Linux | Nan Xiao's Blog

Beware “No such file or directory” error in using ksh

Check following simple script:

#!/usr/bbin/python
print("hello world!")

I misspelled python path intentionally. On Linux Bash, it reported following error:

$ ./hello.py
-bash: ./hello.py: /usr/bbin/python: bad interpreter: No such file or directory

It prompted me that “/usr/bbin/python” couldn’t be found. While on OpenBSD ksh:

$ ./hello.py
ksh: ./hello.py: No such file or directory

It gave an illusion that hello.py didn’t exist. So be careful about this error information if you use ksh.

Notice the linking library position on Ubuntu

This week, I ported tcpbench from OpenBSD to Linux. The idiomatic method of OpenBSD is putting the linking library in front of generating final target:

cc -g -O2 -Wall -levent -o tcpbench tcpbench.c

However this doesn’t work in Ubuntu since its the linker uses --as-needed option. So I change the Makefile to put the library at the end:

cc -g -O2 -Wall -o tcpbench tcpbench.c -levent

Please refer this discussion if you are interested.

Use epoll in multiple-thread programming

epoll provides a simple but high-efficient polling mechanism:

(1) epoll_create1 creates a epoll instance;
(2) epoll_ctl modifies the file descriptors in epoll instance;
(3) epoll_wait is used to wait I/O events.

Moustique shows a method of using epoll in multiple-thread program:

auto event_loop_fn = [listen_fd, conn_handler] {

    int epoll_fd = epoll_create1(0);

    ......
    epoll_ctl(listen_fd, EPOLLIN | EPOLLET);

    const int MAXEVENTS = 64;
    ......

    // Event loop.
    epoll_event events[MAXEVENTS];
    while (true)
    {
      int n_events = epoll_wait (epoll_fd, events, MAXEVENTS, -1);
      ......
    }
}

Every thread has its own epoll instance, and monitors the listen_fd. When a new connection is established, a dedicated thread will serve it. Since every thread has its own epoll instance and events, this will eliminate synchronization among threads.

If you want multiple threads using the same epoll instance, I think this topic can be a reference.

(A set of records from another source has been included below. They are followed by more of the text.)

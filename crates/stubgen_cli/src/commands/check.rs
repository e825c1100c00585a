// stubgen_cli/commands/check - Validate the surface without generating
use crate::pipeline::run_check;
use crate::resolve_start_dir;
use anyhow::Result;

pub fn run(project: Option<&str>) -> Result<()> {
    let start_dir = resolve_start_dir(project)?;
    let report = run_check(&start_dir)?;

    for (path, message) in &report.failed_files {
        println!("parse error in {}: {}", path.display(), message);
    }
    for issue in &report.issues {
        println!("{}", issue);
    }

    if report.success() {
        println!("Checked {} surface file(s): no issues found", report.parsed_files);
        Ok(())
    } else {
        anyhow::bail!(
            "check found {} problem(s)",
            report.failed_files.len() + report.issues.len()
        );
    }
}
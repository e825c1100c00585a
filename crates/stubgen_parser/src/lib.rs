// stubgen_parser - Lexer and parser for the API signature format
//! Turns textual API surface descriptions into [`stubgen_api::ApiSurface`]
//! values.
//!
//! The accepted grammar is the signature format used for published platform
//! API surfaces: `package x.y { ... }` blocks containing type declarations
//! whose members are introduced by the keywords `ctor`, `method`, `field`
//! and `enum_constant`, with `/** ... */` documentation blocks attached to
//! the following declaration. The first error aborts the whole input file;
//! a partially-understood surface is never returned.

pub mod lexer;
pub mod parser;

pub use lexer::{LexError, Lexer, Token, TokenType};
pub use parser::{parse_surface, ParseError, Parser};

#[cfg(test)]
mod tests;
#[test]
fn license_header_prefixes_every_unit() {
    let mut decl = TypeDecl::new(TypeKind::Class, "NfcManager");
    decl.members.push(method("hash", TypeRef::Primitive(PrimitiveType::Int)));
    let mut package = PackageDecl::new("android.nfc");
    package.types.push(decl);
    let (plans, _) = plan_units(&package);

    let header = "/*\n * Copyright (C) 2008 The Android Open Source Project\n */";
    let mut renderer = StubRenderer::with_config(StubGenConfig {
        license_header: Some(header.to_string()),
        ..StubGenConfig::default()
    });
    let source = renderer
        .render_unit(&package, &plans[0])
        .expect("renders")
        .source;
    assert!(source.starts_with("/*\n * Copyright (C) 2008 The Android Open Source Project\n */\n"));
}

#[test]
fn rendering_is_deterministic() {
    let mut decl = TypeDecl::new(TypeKind::Class, "Loader");
    decl.members.push(method("uri", TypeRef::named("android.net.Uri")));
    decl.members.push(method("peek", TypeRef::named("android.content.Intent")));
    let mut package = PackageDecl::new("android.app");
    package.types.push(decl);
    let (plans, _) = plan_units(&package);

    let mut first_renderer = StubRenderer::new();
    let first = first_renderer.render_unit(&package, &plans[0]).expect("renders");
    let mut second_renderer = StubRenderer::new();
    let second = second_renderer.render_unit(&package, &plans[0]).expect("renders");
    assert_eq!(first.source, second.source);
}
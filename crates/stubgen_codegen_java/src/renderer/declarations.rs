// stubgen_codegen_java/renderer/declarations - Type and member rendering
use super::{NestedIndex, StubRenderer, STUB_BODY};
use crate::builder::JavaSourceBuilder;
use crate::error::RenderError;
use stubgen_api::{
    Member, Modifiers, Nullability, Parameter, Span, TypeDecl, TypeKind, TypeParam, TypeRef,
};
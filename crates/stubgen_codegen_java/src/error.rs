// stubgen_codegen_java/error - Rendering failures
use stubgen_api::Span;
use thiserror::Error;

/// Error variants produced while rendering a surface declaration into stub
/// source. Any error aborts the whole unit; callers must not write partial
/// output for it.
#[derive(Debug, Clone, PartialEq, Error)]
pub enum RenderError {
    #[error("Unrenderable construct in {type_name}: {message}")]
    UnsupportedConstruct {
        type_name: String,
        message: String,
        span: Option<Span>,
    },

    #[error("Invalid signature in {type_name}: {message}")]
    InvalidSignature {
        type_name: String,
        message: String,
        span: Option<Span>,
    },

    #[error("Constant error in {type_name}: {message}")]
    ConstantError {
        type_name: String,
        message: String,
        span: Option<Span>,
    },

    #[error("Missing outer type `{outer}` for nested declaration `{nested}`")]
    MissingOuterType { outer: String, nested: String },
}
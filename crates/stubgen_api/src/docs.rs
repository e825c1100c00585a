// stubgen_api/docs - Javadoc blocks carried through stub generation verbatim
use crate::types::ApiLevel;
use serde::{Deserialize, Serialize};

/// A Javadoc block attached to a package, type or member.
///
/// `lines` hold the body exactly as written in the surface description,
/// without the `/** */` fences and without the leading ` * ` gutter. The
/// generator re-emits them verbatim; `api_since`/`deprecated_since` are
/// parsed out for tooling (checks, reports) and never re-synthesised into
/// text that was not already there.
#[derive(Debug, Clone, PartialEq, Eq, Serialize, Deserialize, Default)]
pub struct DocComment {
    pub lines: Vec<String>,
    pub api_since: Option<ApiLevel>,
    pub deprecated_since: Option<ApiLevel>,
}

impl DocComment {
    pub fn new(lines: Vec<String>) -> Self {
        let api_since = Self::scan_level_tag(&lines, "@apiSince");
        let deprecated_since = Self::scan_level_tag(&lines, "@deprecatedSince");
        Self {
            lines,
            api_since,
            deprecated_since,
        }
    }

    pub fn from_text(text: &str) -> Self {
        Self::new(text.lines().map(|line| line.to_string()).collect())
    }

    pub fn is_empty(&self) -> bool {
        self.lines.iter().all(|line| line.trim().is_empty())
    }

    fn scan_level_tag(lines: &[String], tag: &str) -> Option<ApiLevel> {
        for line in lines {
            let trimmed = line.trim();
            if let Some(rest) = trimmed.strip_prefix(tag) {
                let value = rest.trim().split_whitespace().next()?;
                if let Ok(level) = value.parse::<u32>() {
                    return Some(ApiLevel(level));
                }
            }
        }
        None
    }
}
// stubgen CLI entry point
use anyhow::Result;
use clap::Parser;

use stubgen_cli::{commands, get_version, init_project, Cli, Commands};

fn main() -> Result<()> {
    tracing_subscriber::fmt()
        .with_env_filter(tracing_subscriber::EnvFilter::from_default_env())
        .init();

    let cli = Cli::parse();

    match cli.command {
        Some(Commands::Init { name }) => {
            let project_name = init_project(&name)?;
            println!("Created stubgen project '{}'", project_name);
            println!("Next steps:");
            println!("  cd {}", if name == "." { "." } else { &name });
            println!("  stubgen generate");
        }
        Some(Commands::Generate {
            project,
            output,
            format,
            clean,
            digests,
        }) => {
            commands::generate::run(project.as_deref(), output, format, clean, digests)?;
        }
        Some(Commands::Check { project }) => {
            commands::check::run(project.as_deref())?;
        }
        Some(Commands::Version) | None => {
            println!("{}", get_version());
        }
    }

    Ok(())
}
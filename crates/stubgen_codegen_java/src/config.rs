// stubgen_codegen_java/config - Options driving stub rendering
use serde::{Deserialize, Serialize};

/// Configuration options that drive stub source rendering behaviour.
#[derive(Debug, Clone, PartialEq, Serialize, Deserialize)]
pub struct StubGenConfig {
    /// Indentation string used when pretty-printing rendered Java.
    pub indent: String,
    /// License header comment emitted at the top of every unit, verbatim.
    pub license_header: Option<String>,
    /// Package the `@NonNull`/`@Nullable` marker annotations are rendered
    /// from. Rendered fully qualified so stubs never depend on an import.
    pub nullability_package: String,
    /// Whether Javadoc blocks are carried into the rendered stubs. Disabling
    /// this yields signature-only stubs for compile-classpath use.
    pub emit_doc_comments: bool,
}

impl Default for StubGenConfig {
    fn default() -> Self {
        Self {
            indent: "    ".to_string(),
            license_header: None,
            nullability_package: "androidx.annotation".to_string(),
            emit_doc_comments: true,
        }
    }
}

Use “cat” to concatenate files

cat is a neat command to concatenate files on Unix (please see this post). Let’s see some examples:

# cat 1.txt
1
# cat 2.txt
2
# cat 1.txt 2.txt > new.txt
# cat new.txt
1
2
# cat 1.txt 2.txt >> new.txt
# cat new.txt
1
2
1
2

Please notice if the output file is also the input file, the input file content will be truncated first:

# cat 1.txt
1
# cat 2.txt
2
# cat 1.txt 2.txt > 1.txt
# cat 1.txt
2
# cat 2.txt
2

So the correct appending file method is using >>:

# cat 1.txt
1
# cat 2.txt
2
# cat 2.txt >> 1.txt
# cat 1.txt
1
2
# cat 2.txt
2

Check the implementation of cat in OpenBSD, and the core parts are iterating files and reading content from them:

(1) Iterate every file (raw_args):

void
raw_args(char **argv)
{
    int fd;

    fd = fileno(stdin);
    filename = "stdin";
    do {
        if (*argv) {
            if (!strcmp(*argv, "-"))
                fd = fileno(stdin);
            else if ((fd = open(*argv, O_RDONLY, 0)) < 0) {
                warn("%s", *argv);
                rval = 1;
                ++argv;
                continue;
            }
            filename = *argv++;
        }
        raw_cat(fd);
        if (fd != fileno(stdin))
            (void)close(fd);
    } while (*argv);
}

You need to pay attention that cat use - to identify stdin.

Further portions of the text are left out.